Afbeelding
Foto:

Argentinië: pampa’s en robuuste wijnen


Al in de 16e eeuw kwam, met de komst van Spaanse veroveraars en kolonisten, de wijnbouw naar Argentinië. De uitlopers van de Andes bleken zeer geschikt en er was veel wijn nodig ten behoeve van de mis. Uit Spanje werden diverse rassen wijnstokken ingevoerd en landinwaarts gebracht. Al in 1557 was er in documentatie van priester Juan Cidro sprake van een eerste wijngaard.

In later jaren werd hier in de buurt de stad Mendoza gesticht. Tegenwoordig wordt deze stad gezien als het epicentrum van de wijnbouw in Argentinië.

Doordat het klimaat er droog en heet is hebben de eerste kolonisten de basis gelegd voor de moderne wijnbouw. Zij bouwden stuwdammen en irrigatiekanalen waarvan tot op de dag van vandaag nog steeds dankbaar gebruik wordt gemaakt.

Met de komst van grote groepen immigranten uit landen als Italië, Spanje en Frankrijk kwam ook meer kennis met betrekking tot wijn maken het land binnen, terwijl er ook meer kwaliteitswijnstokken werden geïntroduceerd. Het was in deze tijd dat ook de Malbec druif geïmporteerd werd, tegenwoordig de belangrijkste druivensoort voor de wijnbouw in Argentinië.

Toen het land onder generaal Péron een grote welvaart bereikte, werd de consumptie van tafelwijn deel van de Argentijnse cultuur. Midden jaren '50 van de vorige eeuw kwam dit tot een abrupt einde.
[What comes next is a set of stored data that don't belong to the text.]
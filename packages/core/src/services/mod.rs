//! Business Services
//!
//! This module contains the graph query layer:
//!
//! - `GraphQueryService` - Name resolution, connection lookup, path finding
//!   and cluster analysis over a [`QueryExecutor`](crate::db::QueryExecutor)
//! - `report` - Text rendering of query outcomes for tool results
//!
//! Services compose parameterized SQL; the database layer executes it.

pub mod error;
pub mod graph_service;
pub mod report;

pub use error::GraphServiceError;
pub use graph_service::{
    CancellationFlag, ClusterQuery, ClusterReport, Connection, ConnectionOutcome,
    ConnectionQuery, ConnectionReport, GraphQueryService, PathOutcome, PathQuery,
    ResolvedEntity,
};
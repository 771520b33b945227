//! Knowledge Entity Model
//!
//! An entity is a stored knowledge node: a person, a project, a preference,
//! a rule and so on. Entities are the vertices of the relationship graph.
//!
//! # Examples
//!
//! ```rust
//! use webmcp_graph_core::models::{Entity, EntityCategory};
//!
//! let entity = Entity::new("Rust", EntityCategory::Skill)
//!     .with_description("Systems programming language")
//!     .with_importance(80);
//!
//! assert_eq!(entity.category, EntityCategory::Skill);
//! assert!(entity.validate().is_ok());
//! ```

use chrono::{DateTime, Utc};
use serde::{Deserialize, Serialize};
use std::str::FromStr;
use thiserror::Error;
use uuid::Uuid;

/// Default importance for entities created without an explicit score
pub const DEFAULT_IMPORTANCE: i64 = 50;

/// Upper bound (inclusive) for `importance_score`
pub const MAX_IMPORTANCE: i64 = 100;

/// Validation errors for entity and relationship models
#[derive(Error, Debug, Clone, PartialEq)]
pub enum ValidationError {
    #[error("Missing required field: {0}")]
    MissingField(String),

    #[error("Invalid entity category: {0}")]
    InvalidCategory(String),

    #[error("Importance score {0} is outside 0..=100")]
    ImportanceOutOfRange(i64),

    #[error("Relationship strength {0} is outside 1..=10")]
    StrengthOutOfRange(i64),

    #[error("Confidence {0} is outside 0.0..=1.0")]
    ConfidenceOutOfRange(f64),

    #[error("Relationship cannot connect an entity to itself: {0}")]
    SelfReference(String),
}

/// Category of a knowledge entity
#[derive(Debug, Clone, Copy, PartialEq, Eq, Hash, Serialize, Deserialize)]
#[serde(rename_all = "lowercase")]
pub enum EntityCategory {
    Fact,
    Preference,
    Skill,
    Rule,
    Context,
    Person,
    Project,
    Goal,
}

impl EntityCategory {
    /// All categories, in declaration order
    pub const ALL: [EntityCategory; 8] = [
        Self::Fact,
        Self::Preference,
        Self::Skill,
        Self::Rule,
        Self::Context,
        Self::Person,
        Self::Project,
        Self::Goal,
    ];

    pub fn as_str(&self) -> &'static str {
        match self {
            Self::Fact => "fact",
            Self::Preference => "preference",
            Self::Skill => "skill",
            Self::Rule => "rule",
            Self::Context => "context",
            Self::Person => "person",
            Self::Project => "project",
            Self::Goal => "goal",
        }
    }
}

impl FromStr for EntityCategory {
    type Err = ValidationError;

    fn from_str(s: &str) -> Result<Self, Self::Err> {
        Self::ALL
            .iter()
            .copied()
            .find(|category| category.as_str().eq_ignore_ascii_case(s.trim()))
            .ok_or_else(|| ValidationError::InvalidCategory(s.to_string()))
    }
}

impl std::fmt::Display for EntityCategory {
    fn fmt(&self, f: &mut std::fmt::Formatter<'_>) -> std::fmt::Result {
        f.write_str(self.as_str())
    }
}

/// A stored knowledge node
///
/// # Fields
///
/// - `id`: Unique identifier (UUID v4 unless supplied by the caller)
/// - `name`: Display name, the target of fuzzy name resolution
/// - `category`: One of [`EntityCategory`]
/// - `description`: Free text, may be empty
/// - `importance_score`: 0 to 100, used as a ranking tie-break
#[derive(Debug, Clone, PartialEq, Serialize, Deserialize)]
#[serde(rename_all = "camelCase")]
pub struct Entity {
    pub id: String,
    pub name: String,
    pub category: EntityCategory,
    pub description: String,
    pub importance_score: i64,
    pub created_at: DateTime<Utc>,
    pub updated_at: DateTime<Utc>,
}

impl Entity {
    /// Create a new entity with a generated id and default importance
    pub fn new(name: impl Into<String>, category: EntityCategory) -> Self {
        let now = Utc::now();
        Self {
            id: Uuid::new_v4().to_string(),
            name: name.into(),
            category,
            description: String::new(),
            importance_score: DEFAULT_IMPORTANCE,
            created_at: now,
            updated_at: now,
        }
    }

    /// Replace the generated id (used by seed data and tests)
    pub fn with_id(mut self, id: impl Into<String>) -> Self {
        self.id = id.into();
        self
    }

    pub fn with_description(mut self, description: impl Into<String>) -> Self {
        self.description = description.into();
        self
    }

    pub fn with_importance(mut self, importance_score: i64) -> Self {
        self.importance_score = importance_score;
        self
    }

    /// Check field invariants before the entity is written
    ///
    /// # Errors
    ///
    /// Returns `ValidationError` if `id` or `name` is blank, or the
    /// importance score falls outside `0..=100`.
    pub fn validate(&self) -> Result<(), ValidationError> {
        if self.id.trim().is_empty() {
            return Err(ValidationError::MissingField("id".to_string()));
        }
        if self.name.trim().is_empty() {
            return Err(ValidationError::MissingField("name".to_string()));
        }
        if !(0..=MAX_IMPORTANCE).contains(&self.importance_score) {
            return Err(ValidationError::ImportanceOutOfRange(
                self.importance_score,
            ));
        }
        Ok(())
    }
}
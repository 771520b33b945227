//! Database Layer
//!
//! This module handles all database interactions using libsql:
//!
//! - Database initialization and connection management
//! - The `entities` / `relationships` schema
//! - The [`QueryExecutor`] seam the graph query layer runs on
//! - Store-side writers and demo seed data
//!
//! # Architecture
//!
//! The graph query layer owns no storage. It composes parameterized SQL and
//! hands it to a [`QueryExecutor`]; [`DatabaseService`] is the production
//! implementation backed by an embedded libsql file.

mod database;
mod error;
mod executor;
pub mod seed;

pub use database::DatabaseService;
pub use error::DatabaseError;
pub use executor::{integer, text, QueryExecutor, QueryRow};
pub use seed::seed_demo_graph;
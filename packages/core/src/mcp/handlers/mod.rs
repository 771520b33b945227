//! MCP Request Handlers
//!
//! Handler modules for different MCP operations.

pub mod graph;
pub mod initialize;
pub mod tools;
In september 1955 werd Péron afgezet door een militaire staatsgreep en ging het hard bergafwaarts met het economisch klimaat. Met de wijnbouw ging het in de decennia daarna ook steeds minder. Pas halverwege de jaren '90 ging wijnbouw weer een rol van betekenis spelen.

Tegenwoordig kunnen wijnen uit Argentinië zich met gemak meten met die uit buurland Chili, maar ook met die uit de klassieke wijnlanden als Frankrijk, Spanje en Italië.

Een fascinerend aspect van de Argentijnse wijnbouw is de grote verscheidenheid aan druivenrassen, zeker in vergelijking met andere landen uit de zogenaamde Nieuwe Wereld. In het verleden waren rassen als criolla chica en cereza de belangrijkste druivensoorten. Deze rassen staan er bekend om dat ze een grote opbrengst geven, maar van een bedenkelijke kwaliteit. Doordat de hedendaagse consument meer verfijnde wijnen verlangt worden er tegenwoordig steeds meer eersteklas druivenrassen aangeplant.

Argentijnse wijnen hebben een duidelijk eigen stijl. Vooral de rode doen het erg goed bij een stevig stuk vlees van de grill. Dit is niet vreemd, er is geen volk ter wereld dat zo graag rundvlees eet als de Argentijnen.

Het land is te verdelen in een tiental wijnstreken die bijna allemaal gelegen zijn in de smalle oostelijke strook die zich uitstrekt van de 25e breedtegraad in de Cafayate tot aan de 40e breedtegraad in Patagonië. Het landschap bestaat uit woestijnachtige hellingen op 300 tot 1600 meter hoogte. Deze hellingen worden via de eerder genoemde irrigatiekanalen bevloeid met water afkomstig uit de Andes. De jaarlijkse neerslag is met 150 tot 300 mm. gering, net als de luchtvochtigheid. Het zonlicht is er intensief en de verschillen tussen dag- en nachttemperatuur zijn aanzienlijk, wat het klimaat uitermate geschikt maakt voor wijnbouw.